Knowledge graphs resemble ontologies (a kind of knowledge organization system that is based on taxonomies, but is more complex), but, despite what Wikipedia claims, they are not the same. Knowledge graphs and ontologies both are represented by nodes (things, concepts) and have customized semantic relationships between them. As they both can be visually represented in the same way of nodes and relationships, they may look the same in visualizations. They are both based on RDF (Resource Description Framework) triples (comprising subject-predicate-object), and are usually also based on the Semantic Web standard OWL. All nodes must have their own unique URIs. Specialized software tools are available to create knowledge graphs and ontologies.

Knowledge graphs can be considered ontologies and more. According to the authors, Eherlinger and Wöß, “A knowledge graph acquires and integrates information into an ontology and applies a reasoner to derive new knowledge.” A knowledge graph may comprise multiple domain ontologies, or an ontology and another vocabulary/knowledge organization system. A certain kind of very general ontology called an upper ontology or foundation ontology can also serve as the data model for a knowledge graph.

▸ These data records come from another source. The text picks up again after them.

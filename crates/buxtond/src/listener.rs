//! Listening-socket acquisition for the daemon.
//!
//! Two paths produce the daemon's listeners. Under a supervisor the
//! listening sockets arrive as inherited descriptors announced through
//! `LISTEN_FDS`/`LISTEN_PID`, starting at descriptor 3. Started manually,
//! the daemon binds the well-known path itself: a stale socket entry is
//! probed and unlinked, the fresh socket is bound, and its permissions are
//! opened to 0666 so any local peer may connect. Only the manual path owns
//! the filesystem entry, so only that path unlinks it on teardown.

use std::fs;
use std::io;
use std::os::fd::{AsFd, FromRawFd, RawFd};
use std::os::unix::fs::{FileTypeExt, PermissionsExt};
use std::os::unix::net::{UnixListener, UnixStream};

use camino::{Utf8Path, Utf8PathBuf};
use nix::unistd::Pid;
use thiserror::Error;
use tracing::{debug, info, warn};

const LISTENER_TARGET: &str = concat!(env!("CARGO_PKG_NAME"), "::listener");

const LISTEN_FDS_START: RawFd = 3;

/// Errors raised while acquiring listening sockets.
#[derive(Debug, Error)]
pub enum ListenerError {
    /// The supervisor's descriptor announcement did not parse.
    #[error("malformed listener inheritance environment: {0}")]
    MalformedInheritance(String),
    /// An inherited descriptor could not be configured.
    #[error("failed to configure inherited fd {fd}: {source}")]
    InheritedFd {
        fd: RawFd,
        #[source]
        source: io::Error,
    },
    /// The socket path is occupied by something that is not a socket.
    #[error("'{path}' exists and is not a socket")]
    NotASocket { path: Utf8PathBuf },
    /// Another daemon is already serving the socket path.
    #[error("'{path}' is already in use")]
    InUse { path: Utf8PathBuf },
    /// Filesystem or bind errors on the socket path.
    #[error("failed to bind '{path}': {source}")]
    Bind {
        path: Utf8PathBuf,
        #[source]
        source: io::Error,
    },
}

/// A listening socket, with the filesystem entry to unlink when this
/// daemon created it.
#[derive(Debug)]
pub struct DaemonListener {
    listener: UnixListener,
    owned_path: Option<Utf8PathBuf>,
}

impl DaemonListener {
    /// Accepts one pending connection, or `None` when none is queued.
    pub fn accept(&self) -> io::Result<Option<UnixStream>> {
        match self.listener.accept() {
            Ok((stream, _)) => Ok(Some(stream)),
            Err(error) if error.kind() == io::ErrorKind::WouldBlock => Ok(None),
            Err(error) => Err(error),
        }
    }
}

impl AsFd for DaemonListener {
    fn as_fd(&self) -> std::os::fd::BorrowedFd<'_> {
        self.listener.as_fd()
    }
}

impl Drop for DaemonListener {
    fn drop(&mut self) {
        if let Some(path) = &self.owned_path
            && let Err(error) = fs::remove_file(path)
            && error.kind() != io::ErrorKind::NotFound
        {
            warn!(
                target: LISTENER_TARGET,
                %error,
                %path,
                "failed to remove socket file"
            );
        }
    }
}

/// Acquires the daemon's listeners: inherited descriptors when a
/// supervisor provides them, a manual bind at `socket_path` otherwise.
///
/// # Errors
///
/// Returns [`ListenerError`] when inherited descriptors are unusable or
/// the manual bind fails.
pub fn acquire_listeners(socket_path: &Utf8Path) -> Result<Vec<DaemonListener>, ListenerError> {
    if let Some(fds) = inherited_fds()? {
        info!(
            target: LISTENER_TARGET,
            count = fds.len(),
            "using supervisor-provided listeners"
        );
        return fds.into_iter().map(adopt_inherited).collect();
    }

    let listener = bind_manual(socket_path)?;
    info!(target: LISTENER_TARGET, path = %socket_path, "listening");
    Ok(vec![listener])
}

/// Reads the supervisor's descriptor announcement.
///
/// Returns `None` when no announcement is present or it addresses another
/// process.
fn inherited_fds() -> Result<Option<Vec<RawFd>>, ListenerError> {
    let Ok(listen_pid) = std::env::var("LISTEN_PID") else {
        return Ok(None);
    };
    let Ok(listen_fds) = std::env::var("LISTEN_FDS") else {
        return Ok(None);
    };

    let pid: i32 = listen_pid
        .parse()
        .map_err(|_| ListenerError::MalformedInheritance(listen_pid.clone()))?;
    if Pid::from_raw(pid) != nix::unistd::getpid() {
        debug!(target: LISTENER_TARGET, pid, "listener inheritance addresses another process");
        return Ok(None);
    }

    let count: RawFd = listen_fds
        .parse()
        .map_err(|_| ListenerError::MalformedInheritance(listen_fds.clone()))?;
    if count <= 0 {
        return Ok(None);
    }

    Ok(Some(
        (LISTEN_FDS_START..LISTEN_FDS_START + count).collect(),
    ))
}

fn adopt_inherited(fd: RawFd) -> Result<DaemonListener, ListenerError> {
    // Inherited descriptors arrive without close-on-exec.
    // SAFETY: fd is a descriptor this process owns for its lifetime.
    let rc = unsafe { libc::fcntl(fd, libc::F_SETFD, libc::FD_CLOEXEC) };
    if rc != 0 {
        return Err(ListenerError::InheritedFd {
            fd,
            source: io::Error::last_os_error(),
        });
    }

    // SAFETY: the supervisor hands each announced descriptor to this
    // process exactly once, so ownership transfer is sound.
    let listener = unsafe { UnixListener::from_raw_fd(fd) };
    listener
        .set_nonblocking(true)
        .map_err(|source| ListenerError::InheritedFd { fd, source })?;
    Ok(DaemonListener {
        listener,
        owned_path: None,
    })
}

fn bind_manual(path: &Utf8Path) -> Result<DaemonListener, ListenerError> {
    if path.as_std_path().exists() {
        remove_stale_socket(path)?;
    }

    let listener = UnixListener::bind(path).map_err(|source| ListenerError::Bind {
        path: path.to_path_buf(),
        source,
    })?;
    // Any local peer may connect; authorisation happens per record.
    fs::set_permissions(path, fs::Permissions::from_mode(0o666)).map_err(|source| {
        ListenerError::Bind {
            path: path.to_path_buf(),
            source,
        }
    })?;
    listener
        .set_nonblocking(true)
        .map_err(|source| ListenerError::Bind {
            path: path.to_path_buf(),
            source,
        })?;

    Ok(DaemonListener {
        listener,
        owned_path: Some(path.to_path_buf()),
    })
}

fn remove_stale_socket(path: &Utf8Path) -> Result<(), ListenerError> {
    let metadata = fs::symlink_metadata(path).map_err(|source| ListenerError::Bind {
        path: path.to_path_buf(),
        source,
    })?;
    if !metadata.file_type().is_socket() {
        return Err(ListenerError::NotASocket {
            path: path.to_path_buf(),
        });
    }

    match UnixStream::connect(path) {
        Ok(_stream) => Err(ListenerError::InUse {
            path: path.to_path_buf(),
        }),
        Err(error)
            if error.kind() == io::ErrorKind::ConnectionRefused
                || error.kind() == io::ErrorKind::NotFound =>
        {
            debug!(target: LISTENER_TARGET, %path, "removing stale socket entry");
            fs::remove_file(path).map_err(|source| ListenerError::Bind {
                path: path.to_path_buf(),
                source,
            })
        }
        Err(source) => Err(ListenerError::Bind {
            path: path.to_path_buf(),
            source,
        }),
    }
}

#[cfg(test)]
mod tests {
    use super::*;

    fn scratch_path(dir: &tempfile::TempDir, name: &str) -> Utf8PathBuf {
        Utf8PathBuf::from_path_buf(dir.path().join(name)).expect("utf8 path")
    }

    #[test]
    fn manual_bind_creates_a_world_writable_socket() {
        let dir = tempfile::tempdir().expect("tempdir");
        let path = scratch_path(&dir, "buxton-test");
        let listeners = acquire_listeners(&path).expect("bind");
        assert_eq!(listeners.len(), 1);

        let mode = fs::metadata(&path).expect("metadata").permissions().mode();
        assert_eq!(mode & 0o777, 0o666);
    }

    #[test]
    fn stale_socket_entries_are_replaced() {
        let dir = tempfile::tempdir().expect("tempdir");
        let path = scratch_path(&dir, "buxton-test");
        // A bare std listener leaves its socket file behind on drop.
        drop(UnixListener::bind(&path).expect("first bind"));
        assert!(path.as_std_path().exists());

        let listeners = acquire_listeners(&path).expect("rebind over stale entry");
        assert_eq!(listeners.len(), 1);
    }

    #[test]
    fn non_socket_entries_are_refused() {
        let dir = tempfile::tempdir().expect("tempdir");
        let path = scratch_path(&dir, "buxton-test");
        fs::write(&path, b"not a socket").expect("write file");
        assert!(matches!(
            acquire_listeners(&path),
            Err(ListenerError::NotASocket { .. })
        ));
    }

    #[test]
    fn live_sockets_are_not_stolen() {
        let dir = tempfile::tempdir().expect("tempdir");
        let path = scratch_path(&dir, "buxton-test");
        let _active = acquire_listeners(&path).expect("first bind");
        assert!(matches!(
            acquire_listeners(&path),
            Err(ListenerError::InUse { .. })
        ));
    }

    #[test]
    fn dropping_a_bound_listener_unlinks_the_path() {
        let dir = tempfile::tempdir().expect("tempdir");
        let path = scratch_path(&dir, "buxton-test");
        drop(acquire_listeners(&path).expect("bind"));
        assert!(!path.as_std_path().exists());
    }
}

Conferences including knowledge graphs

There are many conferences that now have sessions on knowledge graphs. I cannot explore all of them, but I have attended and will attend several conferences this year that include knowledge graphs in their programs. VOGIN-IP-lezing 2019 "Search and Findability" at which I spoke in Amsterdam in March had a session on a fashion retailer's knowledge graph and a 2-hour workshop “Enterprise Knowledge Graphs." Data Summit, which I attended earlier this month in Boston, had several sessions that mentioned knowledge graphs, one focused on the topic, "From Structured Text to Knowledge Graphs," but not as something new to be defined, but rather as an accepted technology. I'm excited to be co-presenting (presenting the first part on taxonomies and ontologies) in a pre-conference full-day workshop "Fast Track to Knowledge Graphs and Semantic AI," at the SEMANTiCS conference in Karlsruhe, Germany, on September 9. Then I will be presenting a "A Brief Introduction to Knowledge Graphs," among other presentations, at Taxonomy Boot Camp London in October.